[Stored data]
--------------------

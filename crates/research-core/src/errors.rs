use thiserror::Error;

/// Error kinds shared across the research pipeline.
///
/// Variants line up with the error taxonomy: most kinds are absorbed by the
/// component that observes them and never reach a caller as an `Err` — see
/// each crate's own error type for where that absorption happens. What
/// surfaces here is the subset that legitimately propagates: invalid input
/// and fatal conditions.
#[derive(Error, Debug)]
pub enum ResearchError {
    #[error("invalid queue item: {0}")]
    InvalidItem(String),

    #[error("validation error: {0}")]
    Validation(String),

    #[error("configuration error: {0}")]
    Config(String),

    #[error("database error: {0}")]
    Database(String),

    #[error("fatal: {0}")]
    Fatal(String),

    #[error("internal error: {0}")]
    Internal(String),
}

pub type ResearchResult<T> = Result<T, ResearchError>;
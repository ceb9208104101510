//! Adaptive Search Executor (C9) and Worker pool (C10).
//!
//! The queue itself (C8) lives in `research-db`; this crate is the
//! consuming side: claim, search, score, dedup, persist, repeat.

pub mod error;
pub mod executor;
pub mod pool;
pub mod populate;

pub use error::{Error, Result};
pub use executor::{ExecutionOutcome, ExecutorConfig, StopReason};
pub use pool::{PoolConfig, PoolStats, WorkerPool};
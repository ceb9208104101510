//! Language-validation diagnostic report (§11.2), a standalone read-only
//! query independent of the per-item worker pipeline: scans persisted
//! Results against their expected language so an operator can spot
//! systemic translation/detection drift.

use sea_orm::{DatabaseConnection, DbErr, EntityTrait};
use serde::{Deserialize, Serialize};

use research_core::language;

use crate::entities::result::Entity as ResultEntity;

#[derive(Debug, Clone, Serialize, Deserialize)]
pub struct ProblematicExample {
    pub result_id: i64,
    pub expected_language: String,
    pub detected_language: String,
    pub confidence: f64,
}

#[derive(Debug, Clone, Serialize, Deserialize)]
pub struct LanguageReport {
    pub total: usize,
    pub valid_count: usize,
    pub problematic_count: usize,
    pub problematic_percent: f64,
    pub example_problems: Vec<ProblematicExample>,
    pub problematic_ids: Vec<i64>,
}

pub struct ReportQueries;

impl ReportQueries {
    /// Scan every persisted Result and flag rows whose scoring text
    /// (PT translation when available, else original) doesn't read as the
    /// row's own `language` (§11.2).
    pub async fn language_diagnostic(db: &DatabaseConnection) -> Result<LanguageReport, DbErr> {
        let rows = ResultEntity::find().all(db).await?;
        let total = rows.len();

        let mut valid_count = 0usize;
        let mut example_problems = Vec::new();
        let mut problematic_ids = Vec::new();

        for row in &rows {
            let (valid, detected, confidence) =
                language::is_valid_language(&row.title, &row.description, &row.language);
            if valid {
                valid_count += 1;
            } else {
                problematic_ids.push(row.id);
                if example_problems.len() < 10 {
                    example_problems.push(ProblematicExample {
                        result_id: row.id,
                        expected_language: row.language.clone(),
                        detected_language: detected,
                        confidence,
                    });
                }
            }
        }

        let problematic_count = total - valid_count;
        let problematic_percent =
            if total == 0 { 0.0 } else { (problematic_count as f64 / total as f64) * 100.0 };

        Ok(LanguageReport {
            total,
            valid_count,
            problematic_count,
            problematic_percent,
            example_problems,
            problematic_ids,
        })
    }
}
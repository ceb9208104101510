//! Perplexity adapter (§4.1). Perplexity has no structured search endpoint:
//! it's a chat-completion model prompted to list sources, so this adapter
//! parses `Title - URL - description` lines out of the completion text.

use std::time::Duration;

use async_trait::async_trait;
use serde::{Deserialize, Serialize};
use serde_json::json;

use research_core::models::{ProviderCallStatus, SearchHit};

use crate::error::ProviderError;
use crate::harness::{self, DegradedLatch, DEFAULT_DESCRIPTION_CAP};
use crate::traits::SearchProvider;

const BASE_URL: &str = "https://api.perplexity.ai";
const MODEL: &str = "sonar";

fn language_name(code: &str) -> &str {
    match code {
        "pt" => "Portuguese",
        "en" => "English",
        "es" => "Spanish",
        "fr" => "French",
        "de" => "German",
        "it" => "Italian",
        other => other,
    }
}

pub struct PerplexityProvider {
    http: reqwest::Client,
    api_key: String,
    latch: DegradedLatch,
}

#[derive(Serialize)]
struct ChatRequest<'a> {
    model: &'a str,
    messages: Vec<ChatMessage<'a>>,
}

#[derive(Serialize)]
struct ChatMessage<'a> {
    role: &'a str,
    content: &'a str,
}

#[derive(Deserialize)]
struct ChatResponse {
    choices: Vec<Choice>,
}

#[derive(Deserialize)]
struct Choice {
    message: ResponseMessage,
}

#[derive(Deserialize)]
struct ResponseMessage {
    content: String,
}

impl PerplexityProvider {
    pub fn new(api_key: String) -> Self {
        Self {
            http: reqwest::Client::builder()
                .timeout(Duration::from_secs(60))
                .build()
                .expect("reqwest client builds"),
            api_key,
            latch: DegradedLatch::new(),
        }
    }

    async fn call(&self, query: &str, language: &str) -> Result<Vec<SearchHit>, ProviderError> {
        let prompt = format!(
            "Search for: {query}\n\nIMPORTANT: Your response MUST be ENTIRELY in {}. \
            List sources formatted as: Title - URL - Brief description",
            language_name(language)
        );
        let request =
            ChatRequest { model: MODEL, messages: vec![ChatMessage { role: "user", content: &prompt }] };

        let response = self
            .http
            .post(format!("{BASE_URL}/chat/completions"))
            .bearer_auth(&self.api_key)
            .json(&request)
            .send()
            .await?;

        if !response.status().is_success() {
            return Err(ProviderError::from(
                response.error_for_status().unwrap_err(),
            ));
        }

        let parsed: ChatResponse = response.json().await.map_err(ProviderError::from)?;
        let content = parsed.choices.into_iter().next().map(|c| c.message.content).unwrap_or_default();
        Ok(parse_sources(&content))
    }
}

fn parse_sources(content: &str) -> Vec<SearchHit> {
    let mut hits = Vec::new();
    let mut pending_title = String::new();

    for line in content.lines() {
        let line = line.trim();
        if line.is_empty() {
            continue;
        }
        if !line.to_lowercase().contains("http") {
            pending_title = line.chars().take(100).collect();
            continue;
        }
        let Some(url) = line.split_whitespace().find(|w| w.to_lowercase().contains("http")) else {
            continue;
        };
        let url = url.trim_matches(|c| "()[].,".contains(c)).to_string();

        let (title, description) = if line.contains('|') {
            let parts: Vec<&str> = line.split('|').map(|p| p.trim()).filter(|p| !p.is_empty()).collect();
            let parts: Vec<&str> = parts.into_iter().filter(|p| !p.to_lowercase().contains("http")).collect();
            match parts.as_slice() {
                [] => (pending_title.clone(), line.to_string()),
                [only] => (only.to_string(), only.to_string()),
                [first, rest @ ..] => (first.to_string(), rest.join(" ")),
            }
        } else {
            (pending_title.clone(), line.to_string())
        };

        let title = if title.is_empty() { "Perplexity result".to_string() } else { title };
        hits.push(SearchHit { title, description, url, published_at: None, provider: "perplexity".to_string() });
        pending_title.clear();
    }
    hits
}

#[async_trait]
impl SearchProvider for PerplexityProvider {
    fn name(&self) -> &str {
        "perplexity"
    }

    async fn search(
        &self,
        query: &str,
        language: &str,
        max_results: usize,
    ) -> (Vec<SearchHit>, ProviderCallStatus) {
        if self.latch.is_set() {
            return (Vec::new(), ProviderCallStatus::Ok);
        }

        match self.call(query, language).await {
            Ok(hits) => {
                let hits = harness::finalize_hits(hits, DEFAULT_DESCRIPTION_CAP);
                let hits: Vec<_> = hits.into_iter().take(max_results).collect();
                if hits.is_empty() {
                    (hits, ProviderCallStatus::Empty)
                } else {
                    (hits, ProviderCallStatus::Ok)
                }
            }
            Err(ProviderError::QuotaExhausted) => {
                self.latch.set();
                (Vec::new(), ProviderCallStatus::QuotaExhausted)
            }
            Err(ProviderError::RateLimitExceeded) => {
                self.latch.set();
                (Vec::new(), ProviderCallStatus::RateLimited)
            }
            Err(ProviderError::AuthenticationFailed(_)) => (Vec::new(), ProviderCallStatus::AuthFailed),
            Err(_) => (Vec::new(), ProviderCallStatus::TransportError),
        }
    }

    fn is_degraded(&self) -> bool {
        self.latch.is_set()
    }
}

#[cfg(test)]
mod tests {
    use super::*;

    #[test]
    fn parses_piped_source_lines() {
        let content = "| Access to Credit Guide | https://example.org/credit | Great overview |";
        let hits = parse_sources(content);
        assert_eq!(hits.len(), 1);
        assert_eq!(hits[0].url, "https://example.org/credit");
        assert_eq!(hits[0].title, "Access to Credit Guide");
    }

    #[test]
    fn ignores_lines_without_urls() {
        let hits = parse_sources("just some prose\nwith no links at all");
        assert!(hits.is_empty());
    }
}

--------------------

## Exercise
Provide the number of lines above in which the word "json" appears, with no further words.

## Written response
3